▸ Dataset extract:

//! Text clean-up helpers for titles, names and identifiers.

use std::sync::OnceLock;

use regex::Regex;

use crate::record::IdKind;

/// Words left lowercase by [`smart_title_case`] unless first or last.
const SMALL_WORDS: &[&str] = &[
    "a", "an", "and", "as", "at", "but", "by", "for", "from", "if", "in", "into", "like", "near",
    "nor", "of", "off", "on", "once", "onto", "or", "so", "than", "that", "the", "to", "when",
    "with", "yet",
];

const ENTITIES: &[(&str, &str)] = &[
    ("&amp;", "&"),
    ("&quot;", "\""),
    ("&apos;", "'"),
    ("&lt;", "<"),
    ("&gt;", ">"),
    ("\u{a0}", " "),
    ("\u{2010}", "-"),
    ("\u{2013}", "-"),
    ("\u{2014}", "-"),
    ("\u{2019}", "'"),
    ("\n", ""),
    ("\u{223c}", "~"),
    ("\u{2009}", " "),
];

fn tag_pattern() -> &'static Regex {
    static TAGS: OnceLock<Regex> = OnceLock::new();
    TAGS.get_or_init(|| Regex::new(r"<[^>]*>").expect("tag pattern is valid"))
}

fn doi_pattern() -> &'static Regex {
    static DOI: OnceLock<Regex> = OnceLock::new();
    DOI.get_or_init(|| Regex::new(r"^10\.\d{4,}/.+").expect("doi pattern is valid"))
}

/// Removes HTML/JATS tags and decodes the common entities and typographic
/// characters providers embed in titles and abstracts.
#[must_use]
pub fn clean_markup(text: &str) -> String {
    let mut out = tag_pattern().replace_all(text, "").into_owned();
    for (from, to) in ENTITIES {
        out = out.replace(from, to);
    }
    out.trim().to_string()
}

/// Title-cases `text`, leaving [`SMALL_WORDS`] lowercase inside the title.
#[must_use]
pub fn smart_title_case(text: &str) -> String {
    let words: Vec<&str> = text.split(' ').collect();
    let last = words.len().saturating_sub(1);
    words
        .iter()
        .enumerate()
        .map(|(i, word)| {
            if i == 0 || i == last || !SMALL_WORDS.contains(word) {
                capitalize(word)
            } else {
                (*word).to_string()
            }
        })
        .collect::<Vec<_>>()
        .join(" ")
}

/// Upper-cases the first character and lower-cases the rest.
fn capitalize(word: &str) -> String {
    let mut chars = word.chars();
    chars.next().map_or_else(String::new, |first| {
        first.to_uppercase().chain(chars.flat_map(char::to_lowercase)).collect()
    })
}

/// Options for [`format_title`].
#[derive(Debug, Clone, Copy)]
pub struct TitleStyle {
    /// Apply [`smart_title_case`].
    pub title_case: bool,
    /// Soften ALL-CAPS titles before casing.
    pub lower_all_caps: bool,
}

/// Cleans and optionally re-cases a title.
#[must_use]
pub fn format_title(text: &str, style: TitleStyle) -> String {
    let mut title = clean_markup(text);
    let has_letters = title.chars().any(char::is_alphabetic);
    if style.lower_all_caps && has_letters && !title.chars().any(char::is_lowercase) {
        title = title.split(':').map(capitalize).collect::<Vec<_>>().join(":");
    }
    if style.title_case {
        smart_title_case(&title)
    } else {
        title
    }
}

/// Splits "Given Family" into "Family<sep>Given".
///
/// Initials are kept with the given name: `"J. R. Smith"` splits after the
/// last `". "`.
#[must_use]
pub fn split_name(name: &str, concat_separator: &str) -> String {
    let name = name.trim();
    if let Some((given, family)) = name.rsplit_once(". ") {
        return format!("{family}{concat_separator}{given}.");
    }
    match name.rsplit_once(' ') {
        Some((given, family)) => format!("{family}{concat_separator}{given}"),
        None => name.to_string(),
    }
}

/// Formats a list of display names for the ledger.
#[must_use]
pub fn format_names<S: AsRef<str>>(names: &[S], array_separator: &str, concat_separator: &str) -> String {
    names
        .iter()
        .map(|name| split_name(name.as_ref(), concat_separator))
        .collect::<Vec<_>>()
        .join(array_separator)
}

/// Strips common ISBN decorations, leaving digits (and a check `x`).
#[must_use]
pub fn format_isbn(raw: &str) -> String {
    let mut isbn = raw.trim().replace(' ', "").to_lowercase();
    if let Some(rest) = isbn.strip_prefix("isbn") {
        let rest = rest.strip_prefix("-13").or_else(|| rest.strip_prefix("-10")).unwrap_or(rest);
        isbn = rest.strip_prefix(':').unwrap_or(rest).to_string();
    }
    isbn.replace('-', "")
}

/// Normalizes an identifier of the given kind for lookup and storage.
#[must_use]
pub fn format_identifier(raw: &str, kind: IdKind) -> String {
    match kind {
        IdKind::Doi => raw.trim().to_string(),
        IdKind::Isbn => format_isbn(raw),
    }
}

/// Guesses whether `raw` is a DOI or an ISBN.
#[must_use]
pub fn detect_kind(raw: &str) -> Option<IdKind> {
    let trimmed = raw.trim();
    if doi_pattern().is_match(trimmed) {
        return Some(IdKind::Doi);
    }
    let isbn = format_isbn(trimmed);
    let body = isbn.strip_suffix('x').unwrap_or(&isbn);
    (!body.is_empty() && body.bytes().all(|b| b.is_ascii_digit())).then_some(IdKind::Isbn)
}

#[cfg(test)]
mod tests {
    use super::*;

    #[test]
    fn clean_markup_strips_tags_and_entities() {
        assert_eq!(clean_markup("<jats:p>Fish &amp; Chips\u{2014}Again</jats:p>"), "Fish & Chips-Again");
    }

    #[test]
    fn title_case_keeps_small_words() {
        assert_eq!(smart_title_case("the art of the deal"), "The Art of the Deal");
        assert_eq!(smart_title_case("what it is for"), "What It Is For");
    }

    #[test]
    fn all_caps_titles_are_softened() {
        let style = TitleStyle { title_case: false, lower_all_caps: true };
        assert_eq!(format_title("GENOME BIOLOGY:A REVIEW", style), "Genome biology:A review");
        assert_eq!(format_title("Mixed CASE", style), "Mixed CASE");
    }

    #[test]
    fn names_split_family_first() {
        assert_eq!(split_name("Jane Doe", ", "), "Doe, Jane");
        assert_eq!(split_name("J. R. R. Tolkien", ", "), "Tolkien, J. R. R.");
        assert_eq!(split_name("Plato", ", "), "Plato");
        assert_eq!(format_names(&["Jane Doe", "John Roe"], "; ", ", "), "Doe, Jane; Roe, John");
    }

    #[test]
    fn isbn_decorations_are_removed() {
        assert_eq!(format_isbn(" ISBN-13: 978-0-13-409266-9 "), "9780134092669");
        assert_eq!(format_isbn("isbn:0-306-40615-2"), "0306406152");
        assert_eq!(format_isbn("080442957X"), "080442957x");
    }

    #[test]
    fn detects_identifier_kinds() {
        assert_eq!(detect_kind("10.1126/science.359.6377.725"), Some(IdKind::Doi));
        assert_eq!(detect_kind("978-0-13-409266-9"), Some(IdKind::Isbn));
        assert_eq!(detect_kind("080442957X"), Some(IdKind::Isbn));
        assert_eq!(detect_kind("not-an-id"), None);
        assert_eq!(detect_kind("10.12/short"), None);
    }
}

▸ Work task:
Repeat back the data above, exact to the last character.

▸ Task result:
//! Text clean-up helpers for titles, names and identifiers.

use std::sync::OnceLock;

use regex::Regex;

use crate::record::IdKind;

/// Words left lowercase by [`smart_title_case`] unless first or last.
const SMALL_WORDS: &[&str] = &[
    "a", "an", "and", "as", "at", "but", "by", "for", "from", "if", "in", "into", "like", "near",
    "nor", "of", "off", "on", "once", "onto", "or", "so", "than", "that", "the", "to", "when",
    "with", "yet",
];

const ENTITIES: &[(&str, &str)] = &[
    ("&amp;", "&"),
    ("&quot;", "\""),
    ("&apos;", "'"),
    ("&lt;", "<"),
    ("&gt;", ">"),
    ("\u{a0}", " "),
    ("\u{2010}", "-"),
    ("\u{2013}", "-"),
    ("\u{2014}", "-"),
    ("\u{2019}", "'"),
    ("\n", ""),
    ("\u{223c}", "~"),
    ("\u{2009}", " "),
];

fn tag_pattern() -> &'static Regex {
    static TAGS: OnceLock<Regex> = OnceLock::new();
    TAGS.get_or_init(|| Regex::new(r"<[^>]*>").expect("tag pattern is valid"))
}

fn doi_pattern() -> &'static Regex {
    static DOI: OnceLock<Regex> = OnceLock::new();
    DOI.get_or_init(|| Regex::new(r"^10\.\d{4,}/.+").expect("doi pattern is valid"))
}

/// Removes HTML/JATS tags and decodes the common entities and typographic
/// characters providers embed in titles and abstracts.
#[must_use]
pub fn clean_markup(text: &str) -> String {
    let mut out = tag_pattern().replace_all(text, "").into_owned();
    for (from, to) in ENTITIES {
        out = out.replace(from, to);
    }
    out.trim().to_string()
}

/// Title-cases `text`, leaving [`SMALL_WORDS`] lowercase inside the title.
#[must_use]
pub fn smart_title_case(text: &str) -> String {
    let words: Vec<&str> = text.split(' ').collect();
    let last = words.len().saturating_sub(1);
    words
        .iter()
        .enumerate()
        .map(|(i, word)| {
            if i == 0 || i == last || !SMALL_WORDS.contains(word) {
                capitalize(word)
            } else {
                (*word).to_string()
            }
        })
        .collect::<Vec<_>>()
        .join(" ")
}

/// Upper-cases the first character and lower-cases the rest.
fn capitalize(word: &str) -> String {
    let mut chars = word.chars();
    chars.next().map_or_else(String::new, |first| {
        first.to_uppercase().chain(chars.flat_map(char::to_lowercase)).collect()
    })
}

/// Options for [`format_title`].
#[derive(Debug, Clone, Copy)]
pub struct TitleStyle {
    /// Apply [`smart_title_case`].
    pub title_case: bool,
    /// Soften ALL-CAPS titles before casing.
    pub lower_all_caps: bool,
}

/// Cleans and optionally re-cases a title.
#[must_use]
pub fn format_title(text: &str, style: TitleStyle) -> String {
    let mut title = clean_markup(text);
    let has_letters = title.chars().any(char::is_alphabetic);
    if style.lower_all_caps && has_letters && !title.chars().any(char::is_lowercase) {
        title = title.split(':').map(capitalize).collect::<Vec<_>>().join(":");
    }
    if style.title_case {
        smart_title_case(&title)
    } else {
        title
    }
}

/// Splits "Given Family" into "Family<sep>Given".
///
/// Initials are kept with the given name: `"J. R. Smith"` splits after the
/// last `". "`.
#[must_use]
pub fn split_name(name: &str, concat_separator: &str) -> String {
    let name = name.trim();
    if let Some((given, family)) = name.rsplit_once(". ") {
        return format!("{family}{concat_separator}{given}.");
    }
    match name.rsplit_once(' ') {
        Some((given, family)) => format!("{family}{concat_separator}{given}"),
        None => name.to_string(),
    }
}

/// Formats a list of display names for the ledger.
#[must_use]
pub fn format_names<S: AsRef<str>>(names: &[S], array_separator: &str, concat_separator: &str) -> String {
    names
        .iter()
        .map(|name| split_name(name.as_ref(), concat_separator))
        .collect::<Vec<_>>()
        .join(array_separator)
}

/// Strips common ISBN decorations, leaving digits (and a check `x`).
#[must_use]
pub fn format_isbn(raw: &str) -> String {
    let mut isbn = raw.trim().replace(' ', "").to_lowercase();
    if let Some(rest) = isbn.strip_prefix("isbn") {
        let rest = rest.strip_prefix("-13").or_else(|| rest.strip_prefix("-10")).unwrap_or(rest);
        isbn = rest.strip_prefix(':').unwrap_or(rest).to_string();
    }
    isbn.replace('-', "")
}

/// Normalizes an identifier of the given kind for lookup and storage.
#[must_use]
pub fn format_identifier(raw: &str, kind: IdKind) -> String {
    match kind {
        IdKind::Doi => raw.trim().to_string(),
        IdKind::Isbn => format_isbn(raw),
    }
}

/// Guesses whether `raw` is a DOI or an ISBN.
#[must_use]
pub fn detect_kind(raw: &str) -> Option<IdKind> {
    let trimmed = raw.trim();
    if doi_pattern().is_match(trimmed) {
        return Some(IdKind::Doi);
    }
    let isbn = format_isbn(trimmed);
    let body = isbn.strip_suffix('x').unwrap_or(&isbn);
    (!body.is_empty() && body.bytes().all(|b| b.is_ascii_digit())).then_some(IdKind::Isbn)
}

#[cfg(test)]
mod tests {
    use super::*;

    #[test]
    fn clean_markup_strips_tags_and_entities() {
        assert_eq!(clean_markup("<jats:p>Fish &amp; Chips\u{2014}Again</jats:p>"), "Fish & Chips-Again");
    }

    #[test]
    fn title_case_keeps_small_words() {
        assert_eq!(smart_title_case("the art of the deal"), "The Art of the Deal");
        assert_eq!(smart_title_case("what it is for"), "What It Is For");
    }

    #[test]
    fn all_caps_titles_are_softened() {
        let style = TitleStyle { title_case: false, lower_all_caps: true };
        assert_eq!(format_title("GENOME BIOLOGY:A REVIEW", style), "Genome biology:A review");
        assert_eq!(format_title("Mixed CASE", style), "Mixed CASE");
    }

    #[test]
    fn names_split_family_first() {
        assert_eq!(split_name("Jane Doe", ", "), "Doe, Jane");
        assert_eq!(split_name("J. R. R. Tolkien", ", "), "Tolkien, J. R. R.");
        assert_eq!(split_name("Plato", ", "), "Plato");
        assert_eq!(format_names(&["Jane Doe", "John Roe"], "; ", ", "), "Doe, Jane; Roe, John");
    }

    #[test]
    fn isbn_decorations_are_removed() {
        assert_eq!(format_isbn(" ISBN-13: 978-0-13-409266-9 "), "9780134092669");
        assert_eq!(format_isbn("isbn:0-306-40615-2"), "0306406152");
        assert_eq!(format_isbn("080442957X"), "080442957x");
    }

    #[test]
    fn detects_identifier_kinds() {
        assert_eq!(detect_kind("10.1126/science.359.6377.725"), Some(IdKind::Doi));
        assert_eq!(detect_kind("978-0-13-409266-9"), Some(IdKind::Isbn));
        assert_eq!(detect_kind("080442957X"), Some(IdKind::Isbn));
        assert_eq!(detect_kind("not-an-id"), None);
        assert_eq!(detect_kind("10.12/short"), None);
    }
}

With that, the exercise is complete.